Halloween

We’re coming up to Hallowe’en and all sort of daft imagery is appearing in the shops, supermarkets and on television … For Old Crafters, however, we follow the Old Calendar and for us this sacred time is observed on Old Samhain Eve on the 10th November.    Traditionally Hallowe’en marked the beginning of the ancient Yule rites as this extract from ‘Old Year, Old Calendar, Old Ways’ explains:

31st [OS] Samhain. John Stow in his Survey of London (1603), gives a description of the appointment of the Lord of Misrule: ‘These Lordes beginning their rule on Alhollon Eu  [Halloween], continued the same till the morrow after the Feast of the Purification, commonlie called Candlemas day: In all which space there were fine and subtle disguisinges, Maskes and Mummeries, with playing at Cardes for Counters, Nayles and pointes in euery house, more for pastimes then for gaine.’

 The Lord of Misrule: The historian John Stow wrote: “At the feast of Christmas, in the king’s court, there was always appointed on All-Hallows Eve, a master of mirth and fun, who remained in office till the Feast of Purification [Candlemas]. A similar ‘lord’ was appointed by the lord mayor of London, the sheriffs and the chief nobility. Stubbs tells us that the mock dignitaries, had from twenty to sixty officers under them, and were furnished with hobby-horses, dragons and musicians. They went first to church with such a confused noise that no one could hear his own voice. The Lord of Misrule (called in Scotland ‘Abbot of Unreason’ and L’abbe de Liesse (jollity) in France), was prohibited in 1555.” [The Dictionary of Phrase & Fable]

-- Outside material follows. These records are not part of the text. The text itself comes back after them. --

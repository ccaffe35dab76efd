//! `pharmacrm-auth` — client-side employee session layer.
//!
//! Credential verification is delegated to a remote collaborator
//! ([`CredentialVerifier`]); this crate owns the session cache, its persisted
//! copy, auth-change fan-out and the role policy the UI consults.

pub mod authorize;
pub mod broadcast;
pub mod config;
pub mod http;
pub mod session;
pub mod store;
pub mod verifier;

pub use authorize::{
    AccessExplanation, AuthzError, DenialKind, accessible_features, authorize, can_access,
    can_access_named, explain_access, has_role, is_admin, role_grants, shows_admin_navigation,
};
pub use broadcast::{AuthBroadcaster, AuthSubscription};
pub use config::AuthConfig;
pub use http::HttpCredentialVerifier;
pub use session::{AuthSession, LoginError, LogoutReport, SessionSetupError};
pub use store::{
    FileSessionStore, MemorySessionStore, SESSION_STORAGE_KEY, SessionStore, StoreError,
    load_employee, save_employee,
};
pub use verifier::{CredentialVerifier, ResponseStatus, VerifierRequest, VerifierResponse, VerifyError};

pub use pharmacrm_core::{Employee, EmployeeId, Feature, Role};
//! Client configuration.

use std::path::PathBuf;
use std::time::Duration;

const DEFAULT_ENDPOINT: &str = "http://127.0.0.1:8080/functions/v1/employee-auth";
const DEFAULT_TIMEOUT: Duration = Duration::from_secs(10);

/// Where the verifier lives and where sessions are persisted.
#[derive(Debug, Clone, PartialEq, Eq)]
pub struct AuthConfig {
    /// Full URL of the employee-auth function.
    pub endpoint: String,
    /// Anonymous API key sent as `apikey` and bearer token, if the gateway needs one.
    pub api_key: Option<String>,
    /// Upper bound for one verifier round trip.
    pub timeout: Duration,
    pub session_dir: PathBuf,
}

impl Default for AuthConfig {
    fn default() -> Self {
        Self {
            endpoint: DEFAULT_ENDPOINT.to_string(),
            api_key: None,
            timeout: DEFAULT_TIMEOUT,
            session_dir: default_session_dir(),
        }
    }
}

impl AuthConfig {
    /// Read `PHARMACRM_AUTH_URL`, `PHARMACRM_API_KEY`,
    /// `PHARMACRM_AUTH_TIMEOUT_SECS` and `PHARMACRM_SESSION_DIR`.
    ///
    /// Unset or unparsable values fall back to defaults.
    pub fn from_env() -> Self {
        Self::from_lookup(|key| std::env::var(key).ok())
    }

    fn from_lookup(lookup: impl Fn(&str) -> Option<String>) -> Self {
        let defaults = Self::default();

        let timeout = match lookup("PHARMACRM_AUTH_TIMEOUT_SECS") {
            None => defaults.timeout,
            Some(raw) => match raw.trim().parse::<u64>() {
                Ok(secs) if secs > 0 => Duration::from_secs(secs),
                _ => {
                    tracing::warn!(value = %raw, "invalid PHARMACRM_AUTH_TIMEOUT_SECS; using default");
                    defaults.timeout
                }
            },
        };

        Self {
            endpoint: lookup("PHARMACRM_AUTH_URL")
                .filter(|s| !s.trim().is_empty())
                .unwrap_or(defaults.endpoint),
            api_key: lookup("PHARMACRM_API_KEY").filter(|s| !s.is_empty()),
            timeout,
            session_dir: lookup("PHARMACRM_SESSION_DIR")
                .map(PathBuf::from)
                .unwrap_or(defaults.session_dir),
        }
    }
}

fn default_session_dir() -> PathBuf {
    dirs::data_local_dir()
        .unwrap_or_else(std::env::temp_dir)
        .join("pharmacrm")
}

#[cfg(test)]
mod tests {
    use super::*;
    use std::collections::HashMap;

    fn lookup(pairs: &[(&str, &str)]) -> impl Fn(&str) -> Option<String> {
        let map: HashMap<String, String> = pairs
            .iter()
            .map(|(k, v)| (k.to_string(), v.to_string()))
            .collect();
        move |key| map.get(key).cloned()
    }

    #[test]
    fn defaults_apply_when_env_is_empty() {
        let cfg = AuthConfig::from_lookup(lookup(&[]));
        assert_eq!(cfg.endpoint, DEFAULT_ENDPOINT);
        assert_eq!(cfg.timeout, DEFAULT_TIMEOUT);
        assert_eq!(cfg.api_key, None);
        assert!(cfg.session_dir.ends_with("pharmacrm"));
    }

    #[test]
    fn env_values_override_defaults() {
        let cfg = AuthConfig::from_lookup(lookup(&[
            ("PHARMACRM_AUTH_URL", "https://crm.example/functions/v1/employee-auth"),
            ("PHARMACRM_API_KEY", "anon"),
            ("PHARMACRM_AUTH_TIMEOUT_SECS", "3"),
            ("PHARMACRM_SESSION_DIR", "/tmp/sessions"),
        ]));
        assert_eq!(cfg.endpoint, "https://crm.example/functions/v1/employee-auth");
        assert_eq!(cfg.api_key.as_deref(), Some("anon"));
        assert_eq!(cfg.timeout, Duration::from_secs(3));
        assert_eq!(cfg.session_dir, PathBuf::from("/tmp/sessions"));
    }

    #[test]
    fn from_env_reads_the_process_environment() {
        let cfg = AuthConfig::from_env();
        assert_eq!(cfg, AuthConfig::from_lookup(|key| std::env::var(key).ok()));
        assert!(!cfg.endpoint.is_empty());
        assert!(cfg.timeout > Duration::ZERO);
    }

    #[test]
    fn bad_timeout_falls_back() {
        let cfg = AuthConfig::from_lookup(lookup(&[("PHARMACRM_AUTH_TIMEOUT_SECS", "0")]));
        assert_eq!(cfg.timeout, DEFAULT_TIMEOUT);
        let cfg = AuthConfig::from_lookup(lookup(&[("PHARMACRM_AUTH_TIMEOUT_SECS", "soon")]));
        assert_eq!(cfg.timeout, DEFAULT_TIMEOUT);
    }
}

 31st [NS] Hallowe’en according to the Church calendar was the time when ghosts roamed abroad and is a contraction of All Hallows’ Evening. It begins the three-day observance of Allhallowtide the time in the liturgical year dedicated to remembering the dead, including saints (hallows), martyrs, and all the faithful departed. It is widely believed that many Halloween traditions originated from Celtic harvest festivals with pagan roots, particularly the Gaelic festival Samhain, and that this festival was much later Christianised as Halloween. According to Robin Skelton in Earth, Air, Fire, Water the following is one of the many rhymes collected together under the title of ‘Mother Goose’, which are taken from several sources including Halliwell, Chambers, Sharp and Hazlitt. Today: Join in the modern revels or sit at home with the candles burning to welcome in any passing spirits. An ideal opportunity for divining the future

31st [OS] Teanlay Night: The vigil of All Souls, or the last evening of October, when bonfires were lighted and revels held for succouring souls in purgatory. Today: Light the candles or the patio heater and keep Vigil.

1st [NS] Hallowmas (All Saints’ Day) commemorates the faithful departed. In many traditions, All Saints’ Day is part of the triduum of All-hallowtide, which lasts three days from 31st October to 2nd November inclusive. Today: A time for remembering the dead.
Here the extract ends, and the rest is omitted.